Both MariaDB and MySQL have slight flaws in their implementations of generated columns, but my complaints here shouldn't cause worry. Both are robust, as I found out by wasting time looking for bugs. This feature can be used.

What about us?

In my last blog post I may have been over-confident when I predicted ocelotgui (our GUI for MariaDB and MySQL) would allow multiple connections and go beta this month. We will have something that, I hope, will be far more exciting.

SQL qualified names

Bewilderedly behold this SQL statement:
SELECT * FROM a.b.c;
Nobody can know the meaning of "a.b.c" without knowing the terminology, the context, and the varying intents of various DBMS implementors.

The terminology

It's pretty clear that a.b.c is a name, that is, a unique reference to an SQL object, which in this case is a table.

The name happens to be qualified -- it has three parts separated by periods. A generalist would say that each part is a container, with the first part referring to the outermost container a, which contains b, which contains c. Analogies would be: a directory with a subdirectory and a sub-subdirectory, or an element within a struct within a struct.

That is true but incomplete. Now we fight about what kind of container each
identifier refers to, and what is the maximum number of levels.

What kind of container

The standard suggests that the levels are
[catalog.] [schema.] object
And here are the possible ways to do it:

1. Ignore catalog and schema, the only legal statement is "SELECT * FROM c;", so c is a table name and there is no qualification. This is what happens in Firebird.

2. Ignore catalog, the legal statements are "SELECT * FROM b.c;" or "SELECT * FROM c;", so b is a schema name, or the schema name is some default value (in MySQL/MariaDB this default value is specified by the USE statement, in standard SQL by the SET SCHEMA statement). In this case the schema identifier is the same as the database identifier. This is what happens in MySQL/MariaDB, and in Oracle. I am ignoring the fact that MySQL/MariaDB has a single catalog named def, since that has no practical use.
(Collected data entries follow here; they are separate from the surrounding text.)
//! Parse tables for the teaching language, emitted by the offline table
//! generator. Regenerate rather than edit by hand.

use crate::parsers::compressed::CompressedTable;
use crate::parsers::table::Rule;

/// State entered after shifting end of input from the program state
const FINAL_STATE: usize = 3;

/// Number of terminals, including end of input, error and invalid token
const NUM_TERMINALS: usize = 47;

/// Marks a state whose only action is its default reduction
const BASE_DEFAULT: i16 = -39;

/// Marks an explicit error in `ENTRIES`
const ENTRY_ERROR: i16 = -1;

/// Offset into `ENTRIES` of each state's terminal row
const BASE: [i16; 179] = [
    -39, 24, 116, -39, -10, -39, -39, -39, -39, -39,
    -15, 116, -5, 28, 43, 53, 88, 91, 67, 67,
    -39, 67, -39, -39, 93, -39, -39, -39, -39, -39,
    -39, -39, 284, 64, 66, 67, 67, 67, 67, 65,
    67, 97, 67, 69, 67, -39, -39, -39, -6, -39,
    141, 49, 344, 26, 42, -39, 67, 67, 67, 67,
    67, 67, 67, 67, 67, 67, 67, 67, 67, -39,
    -39, -39, 299, 314, 329, 246, 67, 162, 62, 183,
    72, 108, 76, 78, -39, 204, -39, -39, -39, -39,
    67, 112, 44, -39, 93, 381, 381, 106, 106, 106,
    106, 370, 357, -2, -2, -39, -39, -39, -39, -39,
    -39, -39, 265, 116, 67, 116, 67, 79, 67, 69,
    75, 344, 86, 67, 128, -39, -39, 131, 225, -39,
    344, 67, 109, 344, -39, -39, -39, 344, 110, 116,
    113, 344, 19, -9, -39, -39, -39, -4, 143, 148,
    111, 115, -39, 84, 132, -39, -39, -39, -39, 67,
    67, 67, -39, -39, 116, 19, 133, 134, -39, 344,
    344, 344, -39, -39, -39, -39, 116, 116, 116,
];

/// Default reduction of each state, 0 if the default is an error
const DEFAULT_REDUCTIONS: [u16; 179] = [
    3, 0, 2, 1, 86, 87, 15, 16, 17, 18,
    0, 0, 0, 0, 0, 0, 0, 0, 0, 0,
    3, 0, 4, 5, 0, 6, 7, 8, 9, 10,
    11, 12, 0, 80, 81, 0, 0, 0, 0, 84,
    0, 0, 0, 32, 0, 13, 82, 83, 86, 78,
    0, 0, 79, 21, 0, 19, 0, 0, 0, 0,
    0, 0, 0, 0, 0, 0, 0, 0, 0, 64,
    62, 63, 0, 0, 0, 0, 0, 0, 0, 0,
    0, 0, 0, 33, 34, 0, 80, 81, 85, 58,
    0, 0, 23, 14, 0, 70, 71, 74, 75, 72,
    73, 76, 77, 65, 66, 67, 68, 69, 60, 61,
    59, 88, 0, 0, 0, 0, 0, 38, 39, 0,
    0, 22, 0, 0, 0, 20, 89, 27, 0, 30,
    36, 0, 0, 40, 35, 53, 25, 24, 0, 0,
    0, 37, 41, 0, 26, 28, 29, 0, 0, 0,
    0, 42, 43, 0, 0, 52, 54, 45, 46, 0,
    0, 0, 47, 48, 0, 0, 0, 0, 3, 49,
    50, 51, 31, 44, 3, 3, 57, 56, 55,
];

/// Offset into `ENTRIES` of each nonterminal's goto column
const GOTO_BASE: [i16; 27] = [
    -39, -39, -20, -8, -39, -38, -39, 82, -39, -39,
    -39, -39, -39, -39, -39, 39, -39, -39, -39, 15,
    -39, -39, -39, -39, -39, -17, -39,
];

/// Goto state used when a nonterminal's column has no entry
const DEFAULT_GOTOS: [u16; 27] = [
    0, 1, 2, 22, 23, 24, 54, 55, 92, 25,
    26, 27, 28, 82, 83, 84, 132, 150, 151, 152,
    29, 143, 156, 30, 31, 32, 39,
];

/// Shift targets and goto states, addressed through `BASE` and `GOTO_BASE`
const ENTRIES: [i16; 416] = [
    51, 49, 50, 41, 52, 81, 153, 154, 33, 34,
    35, 36, 86, 87, 157, 158, 159, 160, 72, 73,
    74, 75, 147, 77, 3, 79, 40, 85, 37, 38,
    66, 67, 68, 38, 161, 155, 42, 148, 149, 95,
    96, 97, 98, 99, 100, 101, 102, 103, 104, 105,
    106, 107, 4, 5, 6, 7, 8, 9, 10, 112,
    11, 12, 13, 14, 90, 91, 15, 16, 17, 43,
    48, 5, 80, 121, 6, 7, 8, 9, 93, 94,
    18, 81, 123, 124, 44, 16, 17, 166, 167, 45,
    19, 46, 20, 89, 47, 21, 53, 128, 18, 130,
    70, 133, 71, 114, 76, 127, 137, 129, 19, 78,
    116, 117, 118, 21, 141, 119, 122, 131, 135, 4,
    5, 6, 7, 8, 9, 10, 136, 11, 12, 13,
    14, 145, 138, 15, 16, 17, 64, 65, 66, 67,
    68, 139, 169, 170, 171, 142, 162, 18, 176, 146,
    144, 163, 165, 164, 177, 178, 172, 19, 134, 20,
    0, 0, 21, 56, 57, 58, 59, 60, 61, 62,
    63, 64, 65, 66, 67, 68, 125, 168, 174, 175,
    173, 0, 0, 88, 56, 57, 58, 59, 60, 61,
    62, 63, 64, 65, 66, 67, 68, 0, 0, 0,
    0, 0, 0, 0, 113, 56, 57, 58, 59, 60,
    61, 62, 63, 64, 65, 66, 67, 68, 0, 0,
    0, 0, 0, 0, 0, 115, 56, 57, 58, 59,
    60, 61, 62, 63, 64, 65, 66, 67, 68, 0,
    0, 0, 0, 0, 0, 0, 120, 56, 57, 58,
    59, 60, 61, 62, 63, 64, 65, 66, 67, 68,
    0, 0, 0, 0, 0, 0, 0, 140, 56, 57,
    58, 59, 60, 61, 62, 63, 64, 65, 66, 67,
    68, 0, 0, 0, 0, 0, 111, 56, 57, 58,
    59, 60, 61, 62, 63, 64, 65, 66, 67, 68,
    0, 0, 0, 0, 0, 126, 56, 57, 58, 59,
    60, 61, 62, 63, 64, 65, 66, 67, 68, 0,
    69, 56, 57, 58, 59, 60, 61, 62, 63, 64,
    65, 66, 67, 68, 0, 108, 56, 57, 58, 59,
    60, 61, 62, 63, 64, 65, 66, 67, 68, 0,
    109, 56, 57, 58, 59, 60, 61, 62, 63, 64,
    65, 66, 67, 68, 0, 110, 56, 57, 58, 59,
    60, 61, 62, 63, 64, 65, 66, 67, 68, 56,
    57, 58, 59, 60, 61, 62, 0, 64, 65, 66,
    67, 68, 56, 57, 58, 59, 60, 61, 0, 0,
    64, 65, 66, 67, 68, 58, 59, 60, 61, 0,
    0, 64, 65, 66, 67, 68,
];

/// Key that owns each slot of `ENTRIES`
const CHECK: [i16; 416] = [
    20, 18, 19, 11, 21, 43, 15, 16, 18, 19,
    20, 21, 18, 19, 18, 19, 20, 21, 35, 36,
    37, 38, 3, 40, 0, 42, 41, 44, 38, 39,
    32, 33, 34, 39, 38, 44, 41, 18, 19, 56,
    57, 58, 59, 60, 61, 62, 63, 64, 65, 66,
    67, 68, 3, 4, 5, 6, 7, 8, 9, 76,
    11, 12, 13, 14, 38, 39, 17, 18, 19, 41,
    3, 4, 3, 90, 5, 6, 7, 8, 36, 37,
    31, 119, 38, 39, 41, 18, 19, 3, 4, 36,
    41, 3, 43, 44, 3, 46, 3, 114, 31, 116,
    36, 118, 36, 41, 39, 113, 123, 115, 41, 12,
    38, 3, 36, 46, 131, 37, 4, 38, 43, 3,
    4, 5, 6, 7, 8, 9, 40, 11, 12, 13,
    14, 139, 4, 17, 18, 19, 30, 31, 32, 33,
    34, 10, 159, 160, 161, 36, 3, 31, 168, 36,
    40, 3, 37, 42, 174, 175, 164, 41, 119, 43,
    -1, -1, 46, 22, 23, 24, 25, 26, 27, 28,
    29, 30, 31, 32, 33, 34, 94, 45, 45, 45,
    165, -1, -1, 42, 22, 23, 24, 25, 26, 27,
    28, 29, 30, 31, 32, 33, 34, -1, -1, -1,
    -1, -1, -1, -1, 42, 22, 23, 24, 25, 26,
    27, 28, 29, 30, 31, 32, 33, 34, -1, -1,
    -1, -1, -1, -1, -1, 42, 22, 23, 24, 25,
    26, 27, 28, 29, 30, 31, 32, 33, 34, -1,
    -1, -1, -1, -1, -1, -1, 42, 22, 23, 24,
    25, 26, 27, 28, 29, 30, 31, 32, 33, 34,
    -1, -1, -1, -1, -1, -1, -1, 42, 22, 23,
    24, 25, 26, 27, 28, 29, 30, 31, 32, 33,
    34, -1, -1, -1, -1, -1, 40, 22, 23, 24,
    25, 26, 27, 28, 29, 30, 31, 32, 33, 34,
    -1, -1, -1, -1, -1, 40, 22, 23, 24, 25,
    26, 27, 28, 29, 30, 31, 32, 33, 34, -1,
    36, 22, 23, 24, 25, 26, 27, 28, 29, 30,
    31, 32, 33, 34, -1, 36, 22, 23, 24, 25,
    26, 27, 28, 29, 30, 31, 32, 33, 34, -1,
    36, 22, 23, 24, 25, 26, 27, 28, 29, 30,
    31, 32, 33, 34, -1, 36, 22, 23, 24, 25,
    26, 27, 28, 29, 30, 31, 32, 33, 34, 22,
    23, 24, 25, 26, 27, 28, -1, 30, 31, 32,
    33, 34, 22, 23, 24, 25, 26, 27, -1, -1,
    30, 31, 32, 33, 34, 24, 25, 26, 27, -1,
    -1, 30, 31, 32, 33, 34,
];

/// Left-hand side and right-hand-side length of each rule
const RULES: [Rule; 90] = [
    Rule { lhs: 0, len: 0 },
    Rule { lhs: 47, len: 2 },
    Rule { lhs: 48, len: 1 },
    Rule { lhs: 49, len: 0 },
    Rule { lhs: 49, len: 2 },
    Rule { lhs: 50, len: 1 },
    Rule { lhs: 50, len: 1 },
    Rule { lhs: 50, len: 1 },
    Rule { lhs: 50, len: 1 },
    Rule { lhs: 50, len: 1 },
    Rule { lhs: 50, len: 1 },
    Rule { lhs: 50, len: 1 },
    Rule { lhs: 50, len: 1 },
    Rule { lhs: 50, len: 2 },
    Rule { lhs: 51, len: 3 },
    Rule { lhs: 52, len: 1 },
    Rule { lhs: 52, len: 1 },
    Rule { lhs: 52, len: 1 },
    Rule { lhs: 52, len: 1 },
    Rule { lhs: 53, len: 1 },
    Rule { lhs: 53, len: 3 },
    Rule { lhs: 54, len: 1 },
    Rule { lhs: 54, len: 3 },
    Rule { lhs: 54, len: 2 },
    Rule { lhs: 54, len: 4 },
    Rule { lhs: 55, len: 3 },
    Rule { lhs: 55, len: 4 },
    Rule { lhs: 56, len: 5 },
    Rule { lhs: 56, len: 7 },
    Rule { lhs: 57, len: 7 },
    Rule { lhs: 58, len: 5 },
    Rule { lhs: 59, len: 9 },
    Rule { lhs: 60, len: 0 },
    Rule { lhs: 60, len: 1 },
    Rule { lhs: 61, len: 1 },
    Rule { lhs: 61, len: 3 },
    Rule { lhs: 62, len: 3 },
    Rule { lhs: 62, len: 4 },
    Rule { lhs: 62, len: 2 },
    Rule { lhs: 63, len: 0 },
    Rule { lhs: 63, len: 1 },
    Rule { lhs: 64, len: 0 },
    Rule { lhs: 64, len: 1 },
    Rule { lhs: 65, len: 1 },
    Rule { lhs: 65, len: 3 },
    Rule { lhs: 66, len: 2 },
    Rule { lhs: 66, len: 2 },
    Rule { lhs: 66, len: 2 },
    Rule { lhs: 66, len: 2 },
    Rule { lhs: 66, len: 3 },
    Rule { lhs: 66, len: 3 },
    Rule { lhs: 66, len: 3 },
    Rule { lhs: 67, len: 7 },
    Rule { lhs: 68, len: 0 },
    Rule { lhs: 68, len: 2 },
    Rule { lhs: 69, len: 4 },
    Rule { lhs: 69, len: 4 },
    Rule { lhs: 69, len: 3 },
    Rule { lhs: 70, len: 3 },
    Rule { lhs: 71, len: 4 },
    Rule { lhs: 71, len: 4 },
    Rule { lhs: 71, len: 4 },
    Rule { lhs: 71, len: 3 },
    Rule { lhs: 71, len: 3 },
    Rule { lhs: 71, len: 2 },
    Rule { lhs: 72, len: 3 },
    Rule { lhs: 72, len: 3 },
    Rule { lhs: 72, len: 3 },
    Rule { lhs: 72, len: 3 },
    Rule { lhs: 72, len: 3 },
    Rule { lhs: 72, len: 3 },
    Rule { lhs: 72, len: 3 },
    Rule { lhs: 72, len: 3 },
    Rule { lhs: 72, len: 3 },
    Rule { lhs: 72, len: 3 },
    Rule { lhs: 72, len: 3 },
    Rule { lhs: 72, len: 3 },
    Rule { lhs: 72, len: 3 },
    Rule { lhs: 72, len: 2 },
    Rule { lhs: 72, len: 2 },
    Rule { lhs: 72, len: 2 },
    Rule { lhs: 72, len: 2 },
    Rule { lhs: 72, len: 2 },
    Rule { lhs: 72, len: 2 },
    Rule { lhs: 72, len: 2 },
    Rule { lhs: 72, len: 3 },
    Rule { lhs: 72, len: 1 },
    Rule { lhs: 72, len: 1 },
    Rule { lhs: 73, len: 3 },
    Rule { lhs: 73, len: 4 },
];

/// Printable name of every terminal followed by every nonterminal
const SYMBOLS: [&str; 74] = [
    "end of file", "error", "invalid token", "ID", "NUM", "INT", "FLOAT", "CHAR", "DOUBLE",
    "IF", "ELSE", "DO", "WHILE", "FOR", "SWITCH", "CASE", "DEFAULT", "BREAK", "INC", "DEC",
    "ADDASSIGN", "SUBASSIGN", "EQ", "NEQ", "LE", "GE", "LT", "GT", "AND", "OR", "'+'", "'-'",
    "'*'", "'/'", "'%'", "UMINUS", "';'", "','", "'='", "'['", "']'", "'('", "')'", "'{'",
    "'}'", "':'", "'!'", "$accept", "program", "stmt_list", "stmt", "decl_stmt", "type",
    "declarator_list", "declarator", "dim_list", "if_stmt", "do_while_stmt", "while_stmt",
    "for_stmt", "for_init", "for_init_list", "for_init_item", "for_cond", "for_update",
    "for_update_list", "for_update_item", "switch_stmt", "case_list", "case_clause", "block",
    "expr_stmt", "expr", "index_list",
];

pub static TABLE: CompressedTable = CompressedTable {
    final_state: FINAL_STATE,
    num_terminals: NUM_TERMINALS,
    base_default: BASE_DEFAULT,
    entry_error: ENTRY_ERROR,
    base: &BASE,
    default_reductions: &DEFAULT_REDUCTIONS,
    goto_base: &GOTO_BASE,
    default_gotos: &DEFAULT_GOTOS,
    entries: &ENTRIES,
    check: &CHECK,
    rules: &RULES,
    symbols: &SYMBOLS,
};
3. Ignore nothing, the legal statements are "SELECT * FROM a.b.c;" or "SELECT * FROM b.c;" or "SELECT * FROM c;". The outermost (catalog) container is for a server. This is what happens in DB2.

4. There is a fourth level. This is what happens in SQL Server.
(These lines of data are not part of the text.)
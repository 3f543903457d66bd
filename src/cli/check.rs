use crate::errors::Error;
use crate::parsers::{ParserConfig, Stderr};
use log::debug;

/// Checks the syntax of the program, writing each syntax error to standard
/// error and a confirmation to standard output if there were none. Returns
/// the exit status for the tool.
pub fn output(input: &str, config: ParserConfig) -> u8 {
    match crate::check(input, config, Stderr) {
        Ok(()) => {
            println!("Syntax valid.");
            0
        }
        Err(e) => {
            debug!("Check failed: {}", e);
            exit_status(&e)
        }
    }
}

/// Returns the exit status for a failed check
pub fn exit_status(e: &Error) -> u8 {
    match e {
        Error::StackOverflow(_) => 2,
        Error::Syntax(_) | Error::UnrecoverableSyntax(_) => 1,
    }
}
Naturally the variety causes trouble for JDBC or ODBC applications, which have to connect to any sort of DBMS despite the contradictory meanings. But when you're connecting to the same DBMS every time, it can be okay.
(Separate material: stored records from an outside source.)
use super::table::END_OF_INPUT;
use crate::position::Position;
use std::collections::VecDeque;

#[derive(Debug, PartialEq, Eq, Clone)]
/// A token delivered to the parser: its terminal number, the text it was
/// read from, and where that text starts
pub struct Token {
    pub kind: usize,
    pub text: String,
    pub position: Position,
}

impl Token {
    /// Creates a new token
    pub fn new(kind: usize, text: &str, position: Position) -> Token {
        Token {
            kind,
            text: text.to_string(),
            position,
        }
    }

    /// Creates an end-of-input token at the given position
    pub fn end_of_input(position: Position) -> Token {
        Token::new(END_OF_INPUT, "", position)
    }

    /// Returns true if this is the end-of-input token
    pub fn is_end_of_input(&self) -> bool {
        self.kind == END_OF_INPUT
    }
}

/// A pull-based producer of tokens. Once input is exhausted, every call
/// must return an end-of-input token.
pub trait TokenSource {
    fn next_token(&mut self) -> Token;
}

impl<S: TokenSource + ?Sized> TokenSource for &mut S {
    fn next_token(&mut self) -> Token {
        (**self).next_token()
    }
}

/// A token source over a prepared sequence of tokens
pub struct TokenStream {
    tokens: VecDeque<Token>,
    end: Position,
}

impl TokenStream {
    /// Returns a new stream yielding tokens in order, followed by end of
    /// input on the line of the last token
    pub fn new(tokens: Vec<Token>) -> TokenStream {
        let end = tokens
            .last()
            .map(|t| Position::at(t.position.line, t.position.position + t.text.chars().count()))
            .unwrap_or_default();

        TokenStream {
            tokens: VecDeque::from(tokens),
            end,
        }
    }

    /// Returns the number of tokens not yet delivered
    pub fn remaining(&self) -> usize {
        self.tokens.len()
    }
}

impl TokenSource for TokenStream {
    fn next_token(&mut self) -> Token {
        self.tokens
            .pop_front()
            .unwrap_or_else(|| Token::end_of_input(self.end))
    }
}

#[cfg(test)]
mod test {
    use super::*;

    #[test]
    fn test_stream() {
        let mut s = TokenStream::new(vec![
            Token::new(3, "x", Position::at(1, 1)),
            Token::new(4, ";", Position::at(2, 5)),
        ]);

        assert_eq!(s.remaining(), 2);
        assert_eq!(s.next_token().text, "x");
        assert_eq!(s.next_token().text, ";");
        assert_eq!(s.remaining(), 0);

        for _ in 0..3 {
            assert_eq!(s.next_token(), Token::end_of_input(Position::at(2, 6)));
        }
    }

    #[test]
    fn test_empty_stream() {
        let mut s = TokenStream::new(Vec::new());
        assert!(s.next_token().is_end_of_input());
        assert!(s.next_token().is_end_of_input());
    }

    #[test]
    fn test_end_counts_characters() {
        let mut s = TokenStream::new(vec![Token::new(2, "é→", Position::at(3, 4))]);

        s.next_token();
        assert_eq!(s.next_token(), Token::end_of_input(Position::at(3, 6)));
    }
}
The standard meaning of catalog

In SQL-99 Complete, Really -- which is reproduced on mariadb.org -- the idea of a catalog is expressed as a named container in an "SQL-environment". Okay, but that leaves some uncertainty. We know that an SQL-environment can mean "the server and the client" or "the server as seen by the client". And beyond that, we see the words "implementation-defined" because different vendors have different ideas.

The standard is neutral. Optional Feature F651 "Catalog name qualifiers" says simply that there can be a catalog identifier, there can be a "SET CATALOG 'identifier';" statement which has "no effect other than to set up default information", there is no defined way to create a catalog (that is, there is no official analogue for CREATE SCHEMA), and the rest is up to the implementor.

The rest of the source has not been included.